Maybe we don’t deeply understand the effect of salt on the body just yet. Maybe it *does* have an impact on metabolism. But experience has taught us that the nutrition paradigm will likely swing again at some point not too far down the road. So let’s just try to be sensible about this, and take this study with a grain of salt (<– see what I did there?)

Sound good?

Salt image from Shutterstock



 

Comments

  1. Don’t usually comment, but AMEN! to this post! Extremes are never a good thing. It would be so much better for the general public if nutrition science wasn’t so sensationalized.

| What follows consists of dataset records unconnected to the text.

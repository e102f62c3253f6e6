//! Text and JSON rendering of run results
//!
//! Every result type serializes with serde; the text form is a compact
//! summary in the style of a statistics table.

use crate::orchestrator::{BinsSnapshot, BoxPlotSweep, ColorRunSummary, PerfRunSummary};
use crate::statistics::SeriesStatistics;
use serde::Serialize;
use std::io::{self, Write};

/// Human-readable rendering of a result
pub trait TextReport {
    fn write_text(&self, out: &mut dyn Write) -> io::Result<()>;
}

/// Pretty-printed JSON for `value`
pub fn to_json<T: Serialize + ?Sized>(value: &T) -> serde_json::Result<String> {
    serde_json::to_string_pretty(value)
}

fn write_series(out: &mut dyn Write, label: &str, stats: &SeriesStatistics, unit: &str) -> io::Result<()> {
    writeln!(out, "{} ({} files):", label, stats.count)?;
    writeln!(out, "  Mean:    {:.4}{}", stats.mean, unit)?;
    writeln!(out, "  Std Dev: {:.4}{}", stats.stddev, unit)?;
    writeln!(out, "  Min:     {:.4}{} (file {})", stats.min, unit, stats.min_file_id)?;
    writeln!(out, "  Max:     {:.4}{} (file {})", stats.max, unit, stats.max_file_id)?;
    Ok(())
}

fn write_skipped(out: &mut dyn Write, skipped: &[crate::orchestrator::SkippedFile]) -> io::Result<()> {
    if skipped.is_empty() {
        return Ok(());
    }
    writeln!(out, "Skipped {} file(s):", skipped.len())?;
    for file in skipped {
        writeln!(out, "  {}: {}", file.path.display(), file.reason)?;
    }
    Ok(())
}

impl TextReport for PerfRunSummary {
    fn write_text(&self, out: &mut dyn Write) -> io::Result<()> {
        writeln!(out, "=== Perf run {} ===", self.run)?;
        write_series(out, "Miss rate", &self.miss_rate, " %")?;
        write_series(out, "Elapsed", &self.elapsed, " s")?;
        write_skipped(out, &self.skipped)
    }
}

impl TextReport for ColorRunSummary {
    fn write_text(&self, out: &mut dyn Write) -> io::Result<()> {
        writeln!(out, "=== Color run {} (mask 0x{:x}) ===", self.run, self.color_mask)?;
        write_series(out, "Selected-color deviation", &self.stddev, " pages")?;
        writeln!(
            out,
            "Pages: {} total, {} selected, {} rest",
            self.total_pages, self.selected_pages, self.rest_pages
        )?;
        write_skipped(out, &self.skipped)
    }
}

impl TextReport for BoxPlotSweep {
    fn write_text(&self, out: &mut dyn Write) -> io::Result<()> {
        writeln!(out, "=== Box-plot sweep: {} ===", self.quantity)?;
        writeln!(
            out,
            "utilization      files         mean      std dev          min   min file          max   max file"
        )?;
        writeln!(
            out,
            "----------- ---------- ------------ ------------ ------------ ---------- ------------ ----------"
        )?;
        for level in &self.levels {
            writeln!(
                out,
                "{:>11} {:>10} {:>12.4} {:>12.4} {:>12.4} {:>10} {:>12.4} {:>10}",
                level.utilization,
                level.values.len(),
                level.mean,
                level.stddev,
                level.min,
                level.min_file_id.as_str(),
                level.max,
                level.max_file_id.as_str()
            )?;
        }
        for level in &self.levels {
            write_skipped(out, &level.skipped)?;
        }
        Ok(())
    }
}

impl TextReport for BinsSnapshot {
    fn write_text(&self, out: &mut dyn Write) -> io::Result<()> {
        writeln!(out, "=== File {} ===", self.file_id)?;
        writeln!(out, "Colors: {}", self.color_path.display())?;
        writeln!(out, "Perf:   {}", self.perf_path.display())?;
        for (bin, count) in self.selected_counts.iter().enumerate() {
            writeln!(out, "  bin {:>2}: {}", bin, count)?;
        }
        writeln!(out, "Std Dev:   {:.4} pages", self.stddev)?;
        writeln!(out, "Miss rate: {:.4} %", self.miss_rate_percent)?;
        writeln!(out, "Elapsed:   {:.4} s", self.elapsed_seconds)?;
        Ok(())
    }
}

    • I know, right? There should be a code of ethics on nutrition reporting. And the NYT is usually pretty solid, but I get that headlines sell and headlines about magic tricks that help with weight loss sell even more. But this needs some serious explanation for the average eater who may be inclined to get the salt shaker going in the name of health!

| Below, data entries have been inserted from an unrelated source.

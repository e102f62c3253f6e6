// Result objects handed to the visualization layer

use crate::color_histogram::ColorHistogramRecord;
use crate::error::AnalysisError;
use crate::perf_log::PerfRecord;
use crate::selection::SelectedPartition;
use crate::statistics::SeriesStatistics;
use crate::store::FileId;
use serde::{Deserialize, Serialize};
use std::collections::BTreeMap;
use std::fmt;
use std::path::PathBuf;
use thiserror::Error;

/// A file dropped from a run under the skip policy
#[derive(Debug, Clone, PartialEq, Eq, Serialize, Deserialize)]
pub struct SkippedFile {
    pub path: PathBuf,
    pub reason: String,
}

/// Stored record of a color run: the histogram and its partition
#[derive(Debug, Clone, PartialEq, Serialize, Deserialize)]
pub struct ColorRecord {
    pub histogram: ColorHistogramRecord,
    pub partition: SelectedPartition,
}

/// Statistics of one perf-log run directory
#[derive(Debug, Clone, Serialize, Deserialize)]
pub struct PerfRunSummary {
    pub run: String,
    pub miss_rate: SeriesStatistics,
    pub elapsed: SeriesStatistics,
    pub records: BTreeMap<FileId, PerfRecord>,
    pub skipped: Vec<SkippedFile>,
}

/// Statistics of one color-profile run directory
#[derive(Debug, Clone, Serialize, Deserialize)]
pub struct ColorRunSummary {
    pub run: String,
    pub color_mask: u64,
    /// Statistics over the per-file deviation of selected-color page counts
    pub stddev: SeriesStatistics,
    pub total_pages: u64,
    pub selected_pages: u64,
    pub rest_pages: u64,
    pub records: BTreeMap<FileId, ColorRecord>,
    pub skipped: Vec<SkippedFile>,
}

/// Quantity collected per file in a box-plot sweep
#[derive(Debug, Clone, Copy, PartialEq, Eq, Serialize, Deserialize)]
pub enum BoxPlotQuantity {
    /// Perf-log miss rate, percent
    MissRate,
    /// Perf-log elapsed time scaled by the configured time scale
    ElapsedTime,
    /// Standard deviation of selected-color page counts
    ColorStdDev,
}

impl fmt::Display for BoxPlotQuantity {
    fn fmt(&self, f: &mut fmt::Formatter<'_>) -> fmt::Result {
        f.write_str(match self {
            BoxPlotQuantity::MissRate => "miss_rate",
            BoxPlotQuantity::ElapsedTime => "elapsed_time",
            BoxPlotQuantity::ColorStdDev => "color_stddev",
        })
    }
}

impl PerfRunSummary {
    pub fn files_parsed(&self) -> usize {
        self.records.len()
    }
}

impl ColorRunSummary {
    pub fn files_parsed(&self) -> usize {
        self.records.len()
    }
}

/// Values of one utilization level
#[derive(Debug, Clone, PartialEq, Serialize, Deserialize)]
pub struct BoxPlotLevel {
    pub utilization: String,
    /// One value per file, in file-id order
    pub values: Vec<f64>,
    pub mean: f64,
    pub stddev: f64,
    pub min: f64,
    /// File holding the minimum; the lowest id wins a tie
    pub min_file_id: FileId,
    pub max: f64,
    pub max_file_id: FileId,
    pub skipped: Vec<SkippedFile>,
}

/// One array of values per utilization level, in sweep order
#[derive(Debug, Clone, PartialEq, Serialize, Deserialize)]
pub struct BoxPlotSweep {
    pub quantity: BoxPlotQuantity,
    pub levels: Vec<BoxPlotLevel>,
}

impl BoxPlotSweep {
    pub fn new(quantity: BoxPlotQuantity) -> Self {
        Self {
            quantity,
            levels: Vec::new(),
        }
    }

    /// The per-level arrays alone
    pub fn arrays(&self) -> Vec<&[f64]> {
        self.levels.iter().map(|l| l.values.as_slice()).collect()
    }

    /// Per-level means, the line drawn across the boxes
    pub fn means(&self) -> Vec<f64> {
        self.levels.iter().map(|l| l.mean).collect()
    }
}

/// A sweep that stopped at a failing level
///
/// Levels finished before the failure are kept in `completed`.
#[derive(Error, Debug)]
#[error("Sweep aborted at utilization {utilization}: {source}")]
pub struct SweepError {
    pub completed: BoxPlotSweep,
    pub utilization: String,
    #[source]
    pub source: AnalysisError,
}

/// Color distribution and performance of a single experiment file
#[derive(Debug, Clone, Serialize, Deserialize)]
pub struct BinsSnapshot {
    pub file_id: FileId,
    pub color_path: PathBuf,
    pub perf_path: PathBuf,
    pub selected_counts: Vec<u64>,
    pub stddev: f64,
    pub miss_rate_percent: f64,
    pub elapsed_seconds: f64,
}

  2. Thanks for a balanced look at the salt thing and on nutritional trends in general. An excellent read!

  3. Great article, Katie. Weirdly or maybe not, I had a hunch in the 80s that the hall pass that sugar received when fat was in detention was wrong. I wasn’t quite smart enough to question the evidence about fat but I really didn’t go for the Snackwells and low-fat muffins option. I think instinct tells both of us that we should be very cautious about going against the perceived wisdom on salt, and yes that boring message of moderation is most likely true in this instance. But gosh I do love salt so I would be quite happy if we do find that a little more (for us salt-avoiders) might be better

    • I also love salt, and I don’t really bother avoiding it. But I don’t eat out often and don’t eat a lot of processed food, so my diet is naturally quite low in added salt. It would be nice to find out that a bit more is ok, but I’m sure we’ll find that as with all things, moderation is the key.